==== Extracted information ====
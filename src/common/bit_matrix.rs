/*
 * Copyright 2007 ZXing authors
 *
 * Licensed under the Apache License, Version 2.0 (the "License");
 * you may not use this file except in compliance with the License.
 * You may obtain a copy of the License at
 *
 *      http://www.apache.org/licenses/LICENSE-2.0
 *
 * Unless required by applicable law or agreed to in writing, software
 * distributed under the License is distributed on an "AS IS" BASIS,
 * WITHOUT WARRANTIES OR CONDITIONS OF ANY KIND, either express or implied.
 * See the License for the specific language governing permissions and
 * limitations under the License.
 */

use std::fmt;

use crate::Exceptions;

use super::{BitArray, Result};

const WORD_BITS: usize = super::bit_array::WORD_BITS;

/// A W x H matrix of bits stored row-major in 32-bit words, one fresh
/// word per row so a row can be sliced out cheaply into a `BitArray`.
#[derive(Debug, Clone, PartialEq, Eq, Hash)]
pub struct BitMatrix {
    width: u32,
    height: u32,
    row_size: usize,
    bits: Vec<u32>,
}

impl BitMatrix {
    pub fn with_single_dimension(dimension: u32) -> Result<Self> {
        Self::new(dimension, dimension)
    }

    pub fn new(width: u32, height: u32) -> Result<Self> {
        if width < 1 || height < 1 {
            return Err(Exceptions::illegal_argument_with(
                "Both dimensions must be greater than 0",
            ));
        }
        let row_size = (width as usize).div_ceil(WORD_BITS);
        Ok(Self {
            width,
            height,
            row_size,
            bits: vec![0; row_size * height as usize],
        })
    }

    pub fn width(&self) -> u32 {
        self.width
    }

    pub fn height(&self) -> u32 {
        self.height
    }

    fn check_bounds(&self, x: u32, y: u32) -> Result<()> {
        if x >= self.width || y >= self.height {
            return Err(Exceptions::illegal_argument_with(format!(
                "coordinate ({x},{y}) out of bounds for {}x{} matrix",
                self.width, self.height
            )));
        }
        Ok(())
    }

    pub fn get(&self, x: u32, y: u32) -> bool {
        let offset = y as usize * self.row_size + (x as usize / WORD_BITS);
        (self.bits[offset] >> (x as usize & (WORD_BITS - 1)) & 1) != 0
    }

    pub fn try_get(&self, x: u32, y: u32) -> Result<bool> {
        self.check_bounds(x, y)?;
        Ok(self.get(x, y))
    }

    pub fn set(&mut self, x: u32, y: u32) {
        let offset = y as usize * self.row_size + (x as usize / WORD_BITS);
        self.bits[offset] |= 1u32 << (x as usize & (WORD_BITS - 1));
    }

    pub fn unset(&mut self, x: u32, y: u32) {
        let offset = y as usize * self.row_size + (x as usize / WORD_BITS);
        self.bits[offset] &= !(1u32 << (x as usize & (WORD_BITS - 1)));
    }

    pub fn flip(&mut self, x: u32, y: u32) {
        let offset = y as usize * self.row_size + (x as usize / WORD_BITS);
        self.bits[offset] ^= 1u32 << (x as usize & (WORD_BITS - 1));
    }

    pub fn flip_all(&mut self) {
        for b in self.bits.iter_mut() {
            *b = !*b;
        }
    }

    pub fn xor(&mut self, other: &BitMatrix) -> Result<()> {
        if self.width != other.width || self.height != other.height || self.row_size != other.row_size {
            return Err(Exceptions::illegal_argument_with(
                "input matrix dimensions do not match",
            ));
        }
        for (a, b) in self.bits.iter_mut().zip(other.bits.iter()) {
            *a ^= *b;
        }
        Ok(())
    }

    pub fn clear(&mut self) {
        for b in self.bits.iter_mut() {
            *b = 0;
        }
    }

    pub fn set_region(&mut self, left: u32, top: u32, width: u32, height: u32) -> Result<()> {
        if width < 1 || height < 1 {
            return Err(Exceptions::illegal_argument_with("width and height must be at least 1"));
        }
        let right = left + width;
        let bottom = top + height;
        if right > self.width || bottom > self.height {
            return Err(Exceptions::illegal_argument_with(
                "region must fit inside the matrix",
            ));
        }
        for y in top..bottom {
            let offset = y as usize * self.row_size;
            for x in left..right {
                self.bits[offset + (x as usize / WORD_BITS)] |= 1u32 << (x as usize & (WORD_BITS - 1));
            }
        }
        Ok(())
    }

    /// Extracts row `y` into `row` if it is already large enough, otherwise
    /// returns a freshly allocated `BitArray` of the right size - callers
    /// must use the returned value, never assume in-place reuse.
    pub fn get_row(&self, y: u32, row: Option<BitArray>) -> BitArray {
        let mut row = match row {
            Some(r) if r.size() >= self.width as usize => r,
            _ => BitArray::with_size(self.width as usize),
        };
        let offset = y as usize * self.row_size;
        for x in 0..self.row_size {
            row.set_bulk(x, self.bits[offset + x]);
        }
        row
    }

    pub fn set_row(&mut self, y: u32, row: &BitArray) {
        let offset = y as usize * self.row_size;
        self.bits[offset..offset + self.row_size].copy_from_slice(&row.words()[..self.row_size]);
    }

    /// Shifts every row `y` rows upward, filling the freed rows below with
    /// zero bits. Used after cropping a detected symbol's bounding box.
    pub fn rotate180(&mut self) {
        let width = self.width;
        let height = self.height;
        let mut top_row = BitArray::with_size(width as usize);
        let mut bottom_row = BitArray::with_size(width as usize);
        for i in 0..((height + 1) / 2) {
            top_row = self.get_row(i, Some(top_row));
            bottom_row = self.get_row(height - 1 - i, Some(bottom_row));
            top_row.reverse();
            bottom_row.reverse();
            self.set_row(i, &bottom_row);
            self.set_row(height - 1 - i, &top_row);
        }
    }

    /// Returns `(left, top, width, height)` of the smallest enclosing box of
    /// set bits, or `None` if the matrix is entirely unset.
    pub fn get_enclosing_rectangle(&self) -> Option<(u32, u32, u32, u32)> {
        let mut left = self.width;
        let mut top = self.height;
        let mut right: i64 = -1;
        let mut bottom: i64 = -1;

        for y in 0..self.height {
            for x32 in 0..self.row_size {
                let word = self.bits[y as usize * self.row_size + x32];
                if word == 0 {
                    continue;
                }
                if y < top {
                    top = y;
                }
                if y as i64 > bottom {
                    bottom = y as i64;
                }
                let base = x32 as u32 * WORD_BITS as u32;
                if base < left {
                    let bit = word.trailing_zeros();
                    if base + bit < left {
                        left = base + bit;
                    }
                }
                let msb = WORD_BITS as u32 - 1 - word.leading_zeros();
                if (base + msb) as i64 > right {
                    right = (base + msb) as i64;
                }
            }
        }

        if right < left as i64 || bottom < 0 {
            None
        } else {
            Some((left, top, right as u32 - left + 1, bottom as u32 - top + 1))
        }
    }

    pub fn to_bool_grid(&self) -> Vec<Vec<bool>> {
        (0..self.height)
            .map(|y| (0..self.width).map(|x| self.get(x, y)).collect())
            .collect()
    }

    pub fn parse_bools(image: &[Vec<bool>]) -> Result<Self> {
        let height = image.len() as u32;
        let width = image[0].len() as u32;
        let mut m = BitMatrix::new(width, height)?;
        for (y, row) in image.iter().enumerate() {
            for (x, &bit) in row.iter().enumerate() {
                if bit {
                    m.set(x as u32, y as u32);
                }
            }
        }
        Ok(m)
    }
}

#[cfg(feature = "image")]
impl From<&BitMatrix> for image::DynamicImage {
    /// Black modules become black pixels, everything else white - the
    /// inverse of the convention `HybridBinarizer` consumes.
    fn from(matrix: &BitMatrix) -> Self {
        let mut buffer = image::GrayImage::new(matrix.width(), matrix.height());
        for y in 0..matrix.height() {
            for x in 0..matrix.width() {
                let value = if matrix.get(x, y) { 0u8 } else { 255u8 };
                buffer.put_pixel(x, y, image::Luma([value]));
            }
        }
        image::DynamicImage::ImageLuma8(buffer)
    }
}

impl fmt::Display for BitMatrix {
    fn fmt(&self, f: &mut fmt::Formatter<'_>) -> fmt::Result {
        for y in 0..self.height {
            for x in 0..self.width {
                write!(f, "{}", if self.get(x, y) { "X " } else { "  " })?;
            }
            writeln!(f)?;
        }
        Ok(())
    }
}

#[cfg(test)]
mod tests {
    use super::*;

    #[test]
    fn set_get_flip() {
        let mut m = BitMatrix::new(33, 5).unwrap();
        assert!(!m.get(32, 4));
        m.set(32, 4);
        assert!(m.get(32, 4));
        m.flip(32, 4);
        assert!(!m.get(32, 4));
    }

    #[test]
    fn set_region_bounds_checked() {
        let mut m = BitMatrix::new(10, 10).unwrap();
        assert!(m.set_region(8, 8, 5, 1).is_err());
        m.set_region(2, 2, 3, 3).unwrap();
        for y in 2..5 {
            for x in 2..5 {
                assert!(m.get(x, y));
            }
        }
        assert!(!m.get(1, 1));
        assert!(!m.get(5, 5));
    }

    #[test]
    fn get_row_extracts_full_row() {
        let mut m = BitMatrix::new(40, 3).unwrap();
        m.set(0, 1);
        m.set(39, 1);
        let row = m.get_row(1, None);
        assert_eq!(row.size(), 40);
        assert!(row.get(0));
        assert!(row.get(39));
        assert!(!row.get(20));
    }

    #[test]
    fn enclosing_rectangle_of_empty_matrix_is_none() {
        let m = BitMatrix::new(10, 10).unwrap();
        assert!(m.get_enclosing_rectangle().is_none());
    }

    #[test]
    fn enclosing_rectangle_tight_bounds() {
        let mut m = BitMatrix::new(20, 20).unwrap();
        m.set(3, 4);
        m.set(10, 15);
        let (left, top, width, height) = m.get_enclosing_rectangle().unwrap();
        assert_eq!((left, top), (3, 4));
        assert_eq!((left + width - 1, top + height - 1), (10, 15));
    }
}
====
● **Work order**: Lines holding the word "words" are the answer; copy each one from the records above.

● **Reply to the task**:
/// A W x H matrix of bits stored row-major in 32-bit words, one fresh
        self.bits[offset..offset + self.row_size].copy_from_slice(&row.words()[..self.row_size]);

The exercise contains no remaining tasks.